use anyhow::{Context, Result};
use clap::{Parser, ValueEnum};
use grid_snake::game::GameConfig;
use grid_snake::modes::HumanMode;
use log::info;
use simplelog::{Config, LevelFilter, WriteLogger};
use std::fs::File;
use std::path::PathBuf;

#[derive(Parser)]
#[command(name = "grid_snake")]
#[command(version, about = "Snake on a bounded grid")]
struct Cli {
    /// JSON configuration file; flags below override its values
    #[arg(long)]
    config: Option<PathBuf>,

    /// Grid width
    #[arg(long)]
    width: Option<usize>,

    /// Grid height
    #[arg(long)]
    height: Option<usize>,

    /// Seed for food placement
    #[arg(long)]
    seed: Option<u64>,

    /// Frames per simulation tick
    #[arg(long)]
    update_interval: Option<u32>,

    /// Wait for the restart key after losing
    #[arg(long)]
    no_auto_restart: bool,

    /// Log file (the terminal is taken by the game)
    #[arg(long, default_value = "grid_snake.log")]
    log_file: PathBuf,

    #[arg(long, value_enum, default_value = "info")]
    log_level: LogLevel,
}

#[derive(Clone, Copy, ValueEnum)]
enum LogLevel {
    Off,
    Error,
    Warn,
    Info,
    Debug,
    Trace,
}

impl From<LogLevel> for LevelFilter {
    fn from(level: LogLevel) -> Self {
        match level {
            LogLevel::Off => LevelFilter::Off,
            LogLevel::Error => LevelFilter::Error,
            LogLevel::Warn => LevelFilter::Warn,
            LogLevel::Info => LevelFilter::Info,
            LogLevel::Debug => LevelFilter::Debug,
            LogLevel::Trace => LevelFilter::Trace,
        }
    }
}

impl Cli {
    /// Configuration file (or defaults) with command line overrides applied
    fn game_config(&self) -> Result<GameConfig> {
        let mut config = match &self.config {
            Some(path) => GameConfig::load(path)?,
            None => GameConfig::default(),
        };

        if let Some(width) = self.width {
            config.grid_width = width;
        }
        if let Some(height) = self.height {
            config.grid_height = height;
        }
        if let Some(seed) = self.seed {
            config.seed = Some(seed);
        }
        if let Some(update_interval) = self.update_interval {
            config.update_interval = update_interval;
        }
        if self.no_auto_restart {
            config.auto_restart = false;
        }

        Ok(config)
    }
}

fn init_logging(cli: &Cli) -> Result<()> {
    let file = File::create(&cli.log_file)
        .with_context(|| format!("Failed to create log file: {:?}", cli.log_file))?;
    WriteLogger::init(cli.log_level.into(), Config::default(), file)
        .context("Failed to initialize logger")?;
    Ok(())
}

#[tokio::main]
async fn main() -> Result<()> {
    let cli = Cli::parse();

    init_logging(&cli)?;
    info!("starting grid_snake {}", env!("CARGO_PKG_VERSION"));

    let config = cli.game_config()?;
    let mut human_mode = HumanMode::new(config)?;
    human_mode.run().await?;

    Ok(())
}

---

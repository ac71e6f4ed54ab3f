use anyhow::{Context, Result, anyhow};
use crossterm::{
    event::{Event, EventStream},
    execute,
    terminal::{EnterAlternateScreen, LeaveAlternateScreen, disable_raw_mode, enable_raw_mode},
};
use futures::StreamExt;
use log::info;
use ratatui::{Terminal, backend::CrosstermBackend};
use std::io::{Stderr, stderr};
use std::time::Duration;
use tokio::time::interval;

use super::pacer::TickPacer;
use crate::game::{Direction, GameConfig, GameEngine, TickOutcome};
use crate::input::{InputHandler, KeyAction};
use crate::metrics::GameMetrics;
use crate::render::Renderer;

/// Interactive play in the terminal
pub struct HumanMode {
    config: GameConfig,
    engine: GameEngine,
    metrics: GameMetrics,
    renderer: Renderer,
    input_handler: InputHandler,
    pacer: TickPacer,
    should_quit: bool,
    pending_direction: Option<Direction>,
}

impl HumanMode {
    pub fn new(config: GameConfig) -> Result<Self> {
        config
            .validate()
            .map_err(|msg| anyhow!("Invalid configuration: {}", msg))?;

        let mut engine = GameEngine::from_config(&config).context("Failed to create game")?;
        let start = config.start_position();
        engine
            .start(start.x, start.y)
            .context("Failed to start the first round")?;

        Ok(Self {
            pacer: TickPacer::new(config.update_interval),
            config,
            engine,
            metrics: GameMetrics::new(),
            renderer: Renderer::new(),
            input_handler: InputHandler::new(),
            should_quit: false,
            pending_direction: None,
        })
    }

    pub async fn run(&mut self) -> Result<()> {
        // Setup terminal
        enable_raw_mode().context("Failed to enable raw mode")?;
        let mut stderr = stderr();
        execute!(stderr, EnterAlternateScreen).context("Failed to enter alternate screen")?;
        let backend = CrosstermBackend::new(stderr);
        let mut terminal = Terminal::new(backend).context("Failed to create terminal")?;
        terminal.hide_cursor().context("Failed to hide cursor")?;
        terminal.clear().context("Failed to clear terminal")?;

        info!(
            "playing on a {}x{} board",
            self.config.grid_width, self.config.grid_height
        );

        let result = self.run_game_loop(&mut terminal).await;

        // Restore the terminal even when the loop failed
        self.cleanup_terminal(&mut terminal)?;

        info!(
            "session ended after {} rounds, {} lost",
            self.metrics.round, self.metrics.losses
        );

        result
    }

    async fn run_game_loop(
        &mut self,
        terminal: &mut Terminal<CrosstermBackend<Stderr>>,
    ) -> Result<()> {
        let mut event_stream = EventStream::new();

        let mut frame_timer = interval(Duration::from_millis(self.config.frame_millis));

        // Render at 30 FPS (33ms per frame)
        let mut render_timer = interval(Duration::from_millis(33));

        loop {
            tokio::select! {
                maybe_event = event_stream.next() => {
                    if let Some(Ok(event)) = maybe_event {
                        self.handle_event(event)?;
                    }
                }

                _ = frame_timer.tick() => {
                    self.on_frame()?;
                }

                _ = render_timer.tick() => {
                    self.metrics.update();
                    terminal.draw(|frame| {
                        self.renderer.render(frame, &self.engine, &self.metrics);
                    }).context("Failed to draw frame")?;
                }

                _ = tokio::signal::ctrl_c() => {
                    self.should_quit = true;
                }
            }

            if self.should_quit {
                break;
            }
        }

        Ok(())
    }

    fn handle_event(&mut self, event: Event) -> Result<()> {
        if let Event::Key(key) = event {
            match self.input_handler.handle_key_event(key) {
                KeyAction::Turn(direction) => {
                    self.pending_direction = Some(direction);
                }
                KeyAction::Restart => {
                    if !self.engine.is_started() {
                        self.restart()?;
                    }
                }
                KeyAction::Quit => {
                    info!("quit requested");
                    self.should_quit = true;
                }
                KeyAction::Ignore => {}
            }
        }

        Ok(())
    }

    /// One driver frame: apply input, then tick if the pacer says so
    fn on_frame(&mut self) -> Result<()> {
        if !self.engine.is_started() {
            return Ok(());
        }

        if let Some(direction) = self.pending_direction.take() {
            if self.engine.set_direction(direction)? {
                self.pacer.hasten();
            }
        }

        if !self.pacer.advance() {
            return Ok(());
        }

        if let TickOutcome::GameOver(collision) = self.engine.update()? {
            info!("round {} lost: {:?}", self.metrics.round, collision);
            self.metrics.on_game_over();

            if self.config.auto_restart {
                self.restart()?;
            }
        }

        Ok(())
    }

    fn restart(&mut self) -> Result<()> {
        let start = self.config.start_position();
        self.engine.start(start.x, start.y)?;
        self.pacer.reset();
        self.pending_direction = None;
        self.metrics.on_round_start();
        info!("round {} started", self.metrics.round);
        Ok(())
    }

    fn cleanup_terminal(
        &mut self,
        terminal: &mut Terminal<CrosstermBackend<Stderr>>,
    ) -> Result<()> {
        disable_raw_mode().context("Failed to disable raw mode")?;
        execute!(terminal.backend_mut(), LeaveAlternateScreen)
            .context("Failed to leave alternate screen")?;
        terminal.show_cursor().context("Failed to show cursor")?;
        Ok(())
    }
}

...

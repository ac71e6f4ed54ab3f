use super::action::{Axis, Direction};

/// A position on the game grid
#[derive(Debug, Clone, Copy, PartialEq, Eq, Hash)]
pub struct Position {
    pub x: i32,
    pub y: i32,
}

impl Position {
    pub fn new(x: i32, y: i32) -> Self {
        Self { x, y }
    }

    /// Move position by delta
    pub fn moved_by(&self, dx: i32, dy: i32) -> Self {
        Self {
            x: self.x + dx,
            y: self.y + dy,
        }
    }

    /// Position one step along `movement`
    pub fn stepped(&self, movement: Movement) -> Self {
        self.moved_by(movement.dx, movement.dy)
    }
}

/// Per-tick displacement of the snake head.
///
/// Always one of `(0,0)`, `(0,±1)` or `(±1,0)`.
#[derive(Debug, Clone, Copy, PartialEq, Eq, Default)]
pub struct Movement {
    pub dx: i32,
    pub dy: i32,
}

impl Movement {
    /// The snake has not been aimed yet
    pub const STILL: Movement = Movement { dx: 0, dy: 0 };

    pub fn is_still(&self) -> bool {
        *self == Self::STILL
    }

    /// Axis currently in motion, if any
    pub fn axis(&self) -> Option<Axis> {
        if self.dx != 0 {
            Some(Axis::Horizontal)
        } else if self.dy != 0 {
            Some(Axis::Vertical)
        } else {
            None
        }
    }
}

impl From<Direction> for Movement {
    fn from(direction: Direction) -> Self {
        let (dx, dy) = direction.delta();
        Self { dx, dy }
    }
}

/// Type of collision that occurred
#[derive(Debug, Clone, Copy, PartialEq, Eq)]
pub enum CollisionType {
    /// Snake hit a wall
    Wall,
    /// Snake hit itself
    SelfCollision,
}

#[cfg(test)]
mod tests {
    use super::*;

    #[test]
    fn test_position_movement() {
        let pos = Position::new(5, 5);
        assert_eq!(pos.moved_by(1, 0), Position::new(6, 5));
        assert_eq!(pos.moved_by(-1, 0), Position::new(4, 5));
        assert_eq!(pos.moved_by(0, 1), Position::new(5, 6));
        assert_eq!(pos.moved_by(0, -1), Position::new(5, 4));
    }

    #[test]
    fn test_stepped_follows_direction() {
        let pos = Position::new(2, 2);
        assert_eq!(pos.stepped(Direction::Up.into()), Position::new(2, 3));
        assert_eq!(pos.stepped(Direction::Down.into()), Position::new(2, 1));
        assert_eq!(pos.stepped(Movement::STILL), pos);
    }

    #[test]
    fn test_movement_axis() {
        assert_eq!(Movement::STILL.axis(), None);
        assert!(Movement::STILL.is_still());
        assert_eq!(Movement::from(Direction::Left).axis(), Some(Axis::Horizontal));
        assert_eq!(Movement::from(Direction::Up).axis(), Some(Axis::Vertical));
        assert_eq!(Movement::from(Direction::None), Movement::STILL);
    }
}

To do
After reading the entries above, report the number of lines that include the string "execute". Give no other text.

Answer section
3